Assigned task: When a line of the listing below has the string "fill" in it, copy that line.

--

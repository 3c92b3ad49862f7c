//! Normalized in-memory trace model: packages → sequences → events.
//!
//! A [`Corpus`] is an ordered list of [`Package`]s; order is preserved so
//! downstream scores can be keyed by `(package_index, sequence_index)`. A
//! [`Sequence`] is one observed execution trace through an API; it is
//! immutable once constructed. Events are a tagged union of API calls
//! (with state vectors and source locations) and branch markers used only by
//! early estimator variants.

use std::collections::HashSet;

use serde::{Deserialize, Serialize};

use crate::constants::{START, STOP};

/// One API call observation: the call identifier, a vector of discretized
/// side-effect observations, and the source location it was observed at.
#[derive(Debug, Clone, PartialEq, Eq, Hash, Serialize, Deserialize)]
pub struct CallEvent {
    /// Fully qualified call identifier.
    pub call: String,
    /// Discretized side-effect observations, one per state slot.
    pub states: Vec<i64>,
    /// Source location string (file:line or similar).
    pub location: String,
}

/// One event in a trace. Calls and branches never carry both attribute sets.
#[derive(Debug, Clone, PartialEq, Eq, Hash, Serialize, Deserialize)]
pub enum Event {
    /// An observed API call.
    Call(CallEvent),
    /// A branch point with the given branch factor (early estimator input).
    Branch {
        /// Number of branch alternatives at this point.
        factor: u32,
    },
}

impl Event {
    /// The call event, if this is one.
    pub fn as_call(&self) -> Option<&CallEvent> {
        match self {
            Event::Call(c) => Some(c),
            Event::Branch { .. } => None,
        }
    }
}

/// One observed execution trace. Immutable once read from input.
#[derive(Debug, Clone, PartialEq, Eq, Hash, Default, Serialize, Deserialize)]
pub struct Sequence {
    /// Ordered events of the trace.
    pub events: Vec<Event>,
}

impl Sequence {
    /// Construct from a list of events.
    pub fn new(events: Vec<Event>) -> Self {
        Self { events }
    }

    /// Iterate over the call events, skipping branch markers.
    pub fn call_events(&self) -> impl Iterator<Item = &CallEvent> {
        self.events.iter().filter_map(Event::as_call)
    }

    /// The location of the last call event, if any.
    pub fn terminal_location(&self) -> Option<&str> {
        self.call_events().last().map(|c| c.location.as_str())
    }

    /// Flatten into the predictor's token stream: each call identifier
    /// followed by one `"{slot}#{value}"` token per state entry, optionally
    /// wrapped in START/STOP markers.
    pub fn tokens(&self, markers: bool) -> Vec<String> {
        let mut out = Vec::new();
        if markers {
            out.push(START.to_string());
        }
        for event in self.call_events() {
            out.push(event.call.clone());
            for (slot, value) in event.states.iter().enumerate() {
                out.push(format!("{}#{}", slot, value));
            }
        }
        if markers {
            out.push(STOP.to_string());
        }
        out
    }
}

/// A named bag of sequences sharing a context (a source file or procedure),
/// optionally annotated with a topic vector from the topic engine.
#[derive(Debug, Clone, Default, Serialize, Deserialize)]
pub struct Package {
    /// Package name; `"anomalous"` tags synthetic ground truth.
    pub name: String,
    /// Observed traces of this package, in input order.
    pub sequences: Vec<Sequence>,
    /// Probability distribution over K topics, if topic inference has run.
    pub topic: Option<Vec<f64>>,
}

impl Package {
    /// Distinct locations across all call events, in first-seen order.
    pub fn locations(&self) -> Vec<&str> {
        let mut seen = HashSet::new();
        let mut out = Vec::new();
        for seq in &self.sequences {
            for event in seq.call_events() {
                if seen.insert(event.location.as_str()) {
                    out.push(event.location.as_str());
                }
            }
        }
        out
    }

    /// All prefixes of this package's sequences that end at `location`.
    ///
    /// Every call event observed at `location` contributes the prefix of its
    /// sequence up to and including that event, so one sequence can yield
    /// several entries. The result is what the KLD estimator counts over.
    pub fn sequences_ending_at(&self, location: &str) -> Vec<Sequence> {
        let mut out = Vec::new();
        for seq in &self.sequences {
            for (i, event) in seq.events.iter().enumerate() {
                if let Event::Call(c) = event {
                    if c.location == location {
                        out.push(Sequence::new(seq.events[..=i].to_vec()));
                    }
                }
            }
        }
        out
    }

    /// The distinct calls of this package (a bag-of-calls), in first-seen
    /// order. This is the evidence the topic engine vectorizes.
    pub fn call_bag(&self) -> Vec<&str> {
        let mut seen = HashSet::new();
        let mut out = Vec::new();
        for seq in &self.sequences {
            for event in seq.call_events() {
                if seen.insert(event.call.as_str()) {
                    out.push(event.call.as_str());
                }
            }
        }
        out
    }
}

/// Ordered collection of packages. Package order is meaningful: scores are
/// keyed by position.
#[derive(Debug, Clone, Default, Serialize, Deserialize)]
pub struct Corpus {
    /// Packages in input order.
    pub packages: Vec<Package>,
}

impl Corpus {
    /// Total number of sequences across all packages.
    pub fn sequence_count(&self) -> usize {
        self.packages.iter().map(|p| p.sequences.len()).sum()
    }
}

--

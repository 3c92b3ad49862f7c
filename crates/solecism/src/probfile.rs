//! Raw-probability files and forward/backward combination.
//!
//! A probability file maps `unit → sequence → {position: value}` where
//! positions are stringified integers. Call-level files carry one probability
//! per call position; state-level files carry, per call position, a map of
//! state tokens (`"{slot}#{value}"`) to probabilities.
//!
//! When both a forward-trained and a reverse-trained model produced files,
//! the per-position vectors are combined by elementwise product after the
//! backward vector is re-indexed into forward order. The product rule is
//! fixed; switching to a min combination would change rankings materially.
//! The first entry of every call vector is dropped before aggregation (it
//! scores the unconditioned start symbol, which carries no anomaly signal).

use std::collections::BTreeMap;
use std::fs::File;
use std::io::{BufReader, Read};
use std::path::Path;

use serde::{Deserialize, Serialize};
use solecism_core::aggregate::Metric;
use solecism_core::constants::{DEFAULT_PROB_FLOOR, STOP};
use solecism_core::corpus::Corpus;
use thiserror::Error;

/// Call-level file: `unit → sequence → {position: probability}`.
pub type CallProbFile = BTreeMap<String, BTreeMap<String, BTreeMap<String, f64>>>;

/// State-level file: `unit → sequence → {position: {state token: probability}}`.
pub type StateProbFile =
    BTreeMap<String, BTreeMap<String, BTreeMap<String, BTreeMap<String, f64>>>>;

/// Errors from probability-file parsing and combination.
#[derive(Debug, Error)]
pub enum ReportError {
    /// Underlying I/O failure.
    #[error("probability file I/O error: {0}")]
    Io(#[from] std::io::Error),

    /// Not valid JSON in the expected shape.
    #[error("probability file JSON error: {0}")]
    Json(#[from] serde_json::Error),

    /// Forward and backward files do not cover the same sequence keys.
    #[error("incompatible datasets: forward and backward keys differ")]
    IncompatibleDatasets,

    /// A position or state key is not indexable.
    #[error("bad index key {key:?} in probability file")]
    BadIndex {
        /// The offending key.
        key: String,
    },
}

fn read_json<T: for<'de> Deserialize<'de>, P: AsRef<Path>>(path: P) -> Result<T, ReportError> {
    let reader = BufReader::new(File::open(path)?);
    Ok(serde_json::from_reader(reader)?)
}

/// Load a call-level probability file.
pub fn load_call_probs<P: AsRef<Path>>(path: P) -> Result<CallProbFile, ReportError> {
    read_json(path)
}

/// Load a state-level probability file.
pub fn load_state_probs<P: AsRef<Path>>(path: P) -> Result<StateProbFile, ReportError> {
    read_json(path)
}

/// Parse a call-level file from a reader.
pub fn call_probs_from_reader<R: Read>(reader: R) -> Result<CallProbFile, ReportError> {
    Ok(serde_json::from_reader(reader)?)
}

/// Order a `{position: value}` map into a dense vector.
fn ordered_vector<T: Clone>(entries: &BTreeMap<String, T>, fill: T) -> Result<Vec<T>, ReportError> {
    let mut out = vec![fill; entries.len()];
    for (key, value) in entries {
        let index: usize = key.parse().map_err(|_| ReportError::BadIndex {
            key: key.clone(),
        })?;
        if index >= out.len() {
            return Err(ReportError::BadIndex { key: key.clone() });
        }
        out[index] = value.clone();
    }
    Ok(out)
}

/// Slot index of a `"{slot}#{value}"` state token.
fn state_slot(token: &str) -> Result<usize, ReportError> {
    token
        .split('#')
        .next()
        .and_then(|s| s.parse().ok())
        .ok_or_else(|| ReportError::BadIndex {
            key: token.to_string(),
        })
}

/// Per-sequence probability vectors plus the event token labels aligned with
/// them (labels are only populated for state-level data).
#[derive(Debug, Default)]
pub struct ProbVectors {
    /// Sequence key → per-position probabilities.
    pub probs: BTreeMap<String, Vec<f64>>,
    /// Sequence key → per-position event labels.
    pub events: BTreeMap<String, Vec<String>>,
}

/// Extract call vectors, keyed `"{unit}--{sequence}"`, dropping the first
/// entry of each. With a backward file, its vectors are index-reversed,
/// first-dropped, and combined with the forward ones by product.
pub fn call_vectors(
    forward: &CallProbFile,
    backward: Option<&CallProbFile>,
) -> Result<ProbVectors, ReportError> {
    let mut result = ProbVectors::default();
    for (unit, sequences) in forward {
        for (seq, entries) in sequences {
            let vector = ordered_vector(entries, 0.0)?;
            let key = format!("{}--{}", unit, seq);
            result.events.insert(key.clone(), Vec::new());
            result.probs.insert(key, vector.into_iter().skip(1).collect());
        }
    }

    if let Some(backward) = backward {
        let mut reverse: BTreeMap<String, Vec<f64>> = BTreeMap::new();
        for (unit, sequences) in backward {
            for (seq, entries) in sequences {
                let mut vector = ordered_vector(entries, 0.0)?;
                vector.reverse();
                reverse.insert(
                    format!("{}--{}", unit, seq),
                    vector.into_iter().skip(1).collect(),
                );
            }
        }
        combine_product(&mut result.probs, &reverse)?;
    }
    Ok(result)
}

--

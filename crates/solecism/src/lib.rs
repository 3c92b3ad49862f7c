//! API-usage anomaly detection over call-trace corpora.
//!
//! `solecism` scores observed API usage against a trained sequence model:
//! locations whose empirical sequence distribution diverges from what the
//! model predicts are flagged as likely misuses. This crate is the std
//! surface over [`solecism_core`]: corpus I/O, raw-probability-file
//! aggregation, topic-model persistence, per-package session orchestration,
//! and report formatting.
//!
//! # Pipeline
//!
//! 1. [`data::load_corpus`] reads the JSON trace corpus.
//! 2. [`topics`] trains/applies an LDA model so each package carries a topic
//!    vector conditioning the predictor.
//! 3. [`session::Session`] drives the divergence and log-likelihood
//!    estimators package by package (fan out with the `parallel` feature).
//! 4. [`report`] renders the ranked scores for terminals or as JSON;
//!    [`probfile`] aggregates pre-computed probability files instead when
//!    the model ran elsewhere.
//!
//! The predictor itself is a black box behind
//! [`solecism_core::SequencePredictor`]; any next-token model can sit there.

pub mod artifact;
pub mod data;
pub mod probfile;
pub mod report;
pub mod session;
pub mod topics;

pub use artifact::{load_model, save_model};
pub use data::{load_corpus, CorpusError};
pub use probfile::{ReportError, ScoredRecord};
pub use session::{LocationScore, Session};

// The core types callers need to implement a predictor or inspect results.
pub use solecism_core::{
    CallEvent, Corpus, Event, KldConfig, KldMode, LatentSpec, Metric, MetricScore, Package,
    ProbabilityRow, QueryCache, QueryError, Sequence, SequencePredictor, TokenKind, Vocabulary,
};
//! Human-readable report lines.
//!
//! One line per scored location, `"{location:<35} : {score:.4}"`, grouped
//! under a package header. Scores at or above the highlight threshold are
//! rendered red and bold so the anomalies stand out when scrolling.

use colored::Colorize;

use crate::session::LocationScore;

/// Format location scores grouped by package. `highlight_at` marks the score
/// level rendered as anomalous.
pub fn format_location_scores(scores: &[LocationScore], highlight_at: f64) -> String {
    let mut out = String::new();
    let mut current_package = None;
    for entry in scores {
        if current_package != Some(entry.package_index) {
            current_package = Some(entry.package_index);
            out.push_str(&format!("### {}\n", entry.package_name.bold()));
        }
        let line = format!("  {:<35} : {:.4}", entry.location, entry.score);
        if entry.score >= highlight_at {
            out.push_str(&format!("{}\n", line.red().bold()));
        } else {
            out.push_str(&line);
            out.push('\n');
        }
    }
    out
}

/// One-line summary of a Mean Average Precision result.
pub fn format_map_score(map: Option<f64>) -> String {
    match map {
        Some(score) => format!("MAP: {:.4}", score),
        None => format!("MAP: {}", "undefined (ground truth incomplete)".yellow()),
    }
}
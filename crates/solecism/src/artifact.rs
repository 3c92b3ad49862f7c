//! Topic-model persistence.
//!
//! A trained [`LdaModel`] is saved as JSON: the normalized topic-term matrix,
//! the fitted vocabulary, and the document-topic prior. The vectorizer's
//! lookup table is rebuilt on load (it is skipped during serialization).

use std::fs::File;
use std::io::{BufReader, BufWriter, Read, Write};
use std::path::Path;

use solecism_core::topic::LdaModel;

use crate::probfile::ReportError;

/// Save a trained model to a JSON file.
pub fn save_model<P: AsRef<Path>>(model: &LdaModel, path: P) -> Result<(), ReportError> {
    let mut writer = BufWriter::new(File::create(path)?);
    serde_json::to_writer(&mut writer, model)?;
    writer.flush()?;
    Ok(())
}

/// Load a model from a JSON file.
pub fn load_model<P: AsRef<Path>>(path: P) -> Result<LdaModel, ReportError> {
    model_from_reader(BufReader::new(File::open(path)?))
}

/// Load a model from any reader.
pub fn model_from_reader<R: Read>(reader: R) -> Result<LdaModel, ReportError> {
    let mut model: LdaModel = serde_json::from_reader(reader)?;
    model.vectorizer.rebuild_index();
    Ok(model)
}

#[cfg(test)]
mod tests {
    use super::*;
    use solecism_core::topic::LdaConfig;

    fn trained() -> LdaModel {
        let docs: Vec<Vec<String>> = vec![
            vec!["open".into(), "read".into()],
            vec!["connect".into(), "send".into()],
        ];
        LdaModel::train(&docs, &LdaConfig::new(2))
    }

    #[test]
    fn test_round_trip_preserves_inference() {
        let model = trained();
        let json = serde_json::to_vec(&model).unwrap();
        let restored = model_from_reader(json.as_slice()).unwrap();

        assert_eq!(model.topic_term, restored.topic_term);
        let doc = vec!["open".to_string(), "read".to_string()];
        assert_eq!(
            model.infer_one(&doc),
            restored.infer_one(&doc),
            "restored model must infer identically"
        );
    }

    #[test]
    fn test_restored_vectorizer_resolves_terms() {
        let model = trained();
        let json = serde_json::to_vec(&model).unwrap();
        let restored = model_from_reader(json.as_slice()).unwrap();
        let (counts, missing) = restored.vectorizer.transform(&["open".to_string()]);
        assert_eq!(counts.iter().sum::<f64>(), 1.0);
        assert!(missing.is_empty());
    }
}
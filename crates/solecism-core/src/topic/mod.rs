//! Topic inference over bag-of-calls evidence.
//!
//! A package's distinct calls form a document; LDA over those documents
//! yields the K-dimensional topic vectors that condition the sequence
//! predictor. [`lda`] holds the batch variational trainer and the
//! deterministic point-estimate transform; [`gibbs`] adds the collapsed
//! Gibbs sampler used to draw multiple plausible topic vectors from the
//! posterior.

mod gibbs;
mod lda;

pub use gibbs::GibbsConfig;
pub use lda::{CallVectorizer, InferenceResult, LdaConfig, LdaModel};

--

Answer to this task:
fn ordered_vector<T: Clone>(entries: &BTreeMap<String, T>, fill: T) -> Result<Vec<T>, ReportError> {
    let mut out = vec![fill; entries.len()];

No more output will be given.